### Collection entries
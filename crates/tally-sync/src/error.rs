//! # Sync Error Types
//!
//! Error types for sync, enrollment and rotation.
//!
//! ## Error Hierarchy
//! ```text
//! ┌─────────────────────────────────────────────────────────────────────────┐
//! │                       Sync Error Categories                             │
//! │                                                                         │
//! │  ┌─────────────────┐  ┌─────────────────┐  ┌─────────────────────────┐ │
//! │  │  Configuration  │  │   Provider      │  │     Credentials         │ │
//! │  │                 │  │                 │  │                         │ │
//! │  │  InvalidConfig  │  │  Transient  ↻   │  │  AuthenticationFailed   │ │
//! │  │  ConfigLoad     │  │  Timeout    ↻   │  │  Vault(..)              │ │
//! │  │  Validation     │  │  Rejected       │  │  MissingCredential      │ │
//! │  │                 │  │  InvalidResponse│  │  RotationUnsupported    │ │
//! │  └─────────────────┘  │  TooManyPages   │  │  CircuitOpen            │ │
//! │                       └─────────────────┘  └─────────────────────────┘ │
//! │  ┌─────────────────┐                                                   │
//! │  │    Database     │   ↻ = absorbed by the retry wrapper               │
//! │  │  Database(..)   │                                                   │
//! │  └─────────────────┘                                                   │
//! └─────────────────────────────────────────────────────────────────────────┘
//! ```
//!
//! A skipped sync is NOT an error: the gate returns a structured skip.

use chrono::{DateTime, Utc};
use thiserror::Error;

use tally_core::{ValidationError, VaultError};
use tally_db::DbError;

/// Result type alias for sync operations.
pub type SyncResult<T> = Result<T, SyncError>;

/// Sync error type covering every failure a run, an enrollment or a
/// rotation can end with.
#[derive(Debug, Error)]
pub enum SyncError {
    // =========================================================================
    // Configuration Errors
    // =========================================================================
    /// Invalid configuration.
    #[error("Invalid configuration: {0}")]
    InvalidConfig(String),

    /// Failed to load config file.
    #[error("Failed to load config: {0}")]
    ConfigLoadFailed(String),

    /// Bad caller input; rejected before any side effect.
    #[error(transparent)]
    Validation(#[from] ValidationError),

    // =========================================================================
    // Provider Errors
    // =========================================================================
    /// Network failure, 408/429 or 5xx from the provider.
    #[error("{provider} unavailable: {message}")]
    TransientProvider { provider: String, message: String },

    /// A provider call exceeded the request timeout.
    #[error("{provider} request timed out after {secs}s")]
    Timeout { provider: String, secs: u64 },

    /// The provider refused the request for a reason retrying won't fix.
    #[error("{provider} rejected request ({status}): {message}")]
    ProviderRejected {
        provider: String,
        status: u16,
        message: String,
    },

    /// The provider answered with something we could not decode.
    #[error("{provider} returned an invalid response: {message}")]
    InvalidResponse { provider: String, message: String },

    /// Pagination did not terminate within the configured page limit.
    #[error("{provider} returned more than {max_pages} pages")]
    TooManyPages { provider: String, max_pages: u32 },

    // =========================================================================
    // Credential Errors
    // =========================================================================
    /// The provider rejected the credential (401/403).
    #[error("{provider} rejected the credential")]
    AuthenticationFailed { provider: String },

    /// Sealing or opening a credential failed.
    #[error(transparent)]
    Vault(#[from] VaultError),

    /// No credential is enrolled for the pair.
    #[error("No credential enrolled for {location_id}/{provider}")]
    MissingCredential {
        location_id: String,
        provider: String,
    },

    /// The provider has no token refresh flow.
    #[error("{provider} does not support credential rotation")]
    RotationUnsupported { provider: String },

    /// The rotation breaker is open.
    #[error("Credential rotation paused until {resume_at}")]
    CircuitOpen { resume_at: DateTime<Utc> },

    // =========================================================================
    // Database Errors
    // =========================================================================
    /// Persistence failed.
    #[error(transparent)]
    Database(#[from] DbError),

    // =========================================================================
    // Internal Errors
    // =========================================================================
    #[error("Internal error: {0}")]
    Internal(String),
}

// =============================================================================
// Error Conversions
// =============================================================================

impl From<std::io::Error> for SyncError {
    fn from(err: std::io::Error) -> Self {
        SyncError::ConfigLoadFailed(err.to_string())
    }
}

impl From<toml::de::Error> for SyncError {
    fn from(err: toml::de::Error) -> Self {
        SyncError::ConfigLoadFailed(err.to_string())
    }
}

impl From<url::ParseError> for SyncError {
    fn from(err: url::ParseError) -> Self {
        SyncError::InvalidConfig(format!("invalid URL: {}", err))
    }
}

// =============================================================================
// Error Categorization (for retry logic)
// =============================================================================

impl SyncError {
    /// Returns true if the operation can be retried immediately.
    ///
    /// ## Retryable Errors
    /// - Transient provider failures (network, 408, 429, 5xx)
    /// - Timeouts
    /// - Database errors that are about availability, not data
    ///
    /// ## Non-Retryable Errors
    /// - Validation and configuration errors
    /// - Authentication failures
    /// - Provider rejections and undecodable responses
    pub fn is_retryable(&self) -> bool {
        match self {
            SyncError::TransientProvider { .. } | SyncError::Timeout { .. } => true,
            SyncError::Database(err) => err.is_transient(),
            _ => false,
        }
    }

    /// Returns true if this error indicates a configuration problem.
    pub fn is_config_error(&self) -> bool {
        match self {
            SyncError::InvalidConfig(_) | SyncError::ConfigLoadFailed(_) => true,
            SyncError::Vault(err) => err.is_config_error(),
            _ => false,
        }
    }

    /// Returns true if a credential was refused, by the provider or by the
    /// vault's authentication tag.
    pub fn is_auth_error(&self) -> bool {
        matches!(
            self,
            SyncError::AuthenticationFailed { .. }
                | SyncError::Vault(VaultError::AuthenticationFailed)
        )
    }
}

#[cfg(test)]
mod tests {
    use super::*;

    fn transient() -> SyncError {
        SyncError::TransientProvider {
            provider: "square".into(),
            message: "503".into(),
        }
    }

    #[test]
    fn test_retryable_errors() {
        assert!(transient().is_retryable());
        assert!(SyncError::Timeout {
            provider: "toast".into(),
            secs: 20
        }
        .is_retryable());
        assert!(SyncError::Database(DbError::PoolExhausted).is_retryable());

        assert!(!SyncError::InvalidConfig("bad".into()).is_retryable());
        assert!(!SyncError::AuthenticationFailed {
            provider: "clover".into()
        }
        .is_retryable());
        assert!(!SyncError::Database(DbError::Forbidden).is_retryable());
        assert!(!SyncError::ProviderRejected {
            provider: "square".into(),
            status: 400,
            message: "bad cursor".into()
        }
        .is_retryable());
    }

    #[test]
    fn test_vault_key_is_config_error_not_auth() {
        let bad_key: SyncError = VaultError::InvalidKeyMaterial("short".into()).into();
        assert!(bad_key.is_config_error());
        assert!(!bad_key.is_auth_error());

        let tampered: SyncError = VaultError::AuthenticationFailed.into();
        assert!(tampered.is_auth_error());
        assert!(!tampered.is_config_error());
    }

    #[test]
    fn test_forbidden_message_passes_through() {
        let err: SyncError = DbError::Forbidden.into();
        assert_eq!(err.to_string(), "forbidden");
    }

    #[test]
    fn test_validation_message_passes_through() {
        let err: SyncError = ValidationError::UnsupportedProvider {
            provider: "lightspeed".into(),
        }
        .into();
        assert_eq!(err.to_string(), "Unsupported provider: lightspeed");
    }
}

### Task prompt
Could you give the number of lines in the entries that contain the string "request"? Only the number, please.

### Task output
4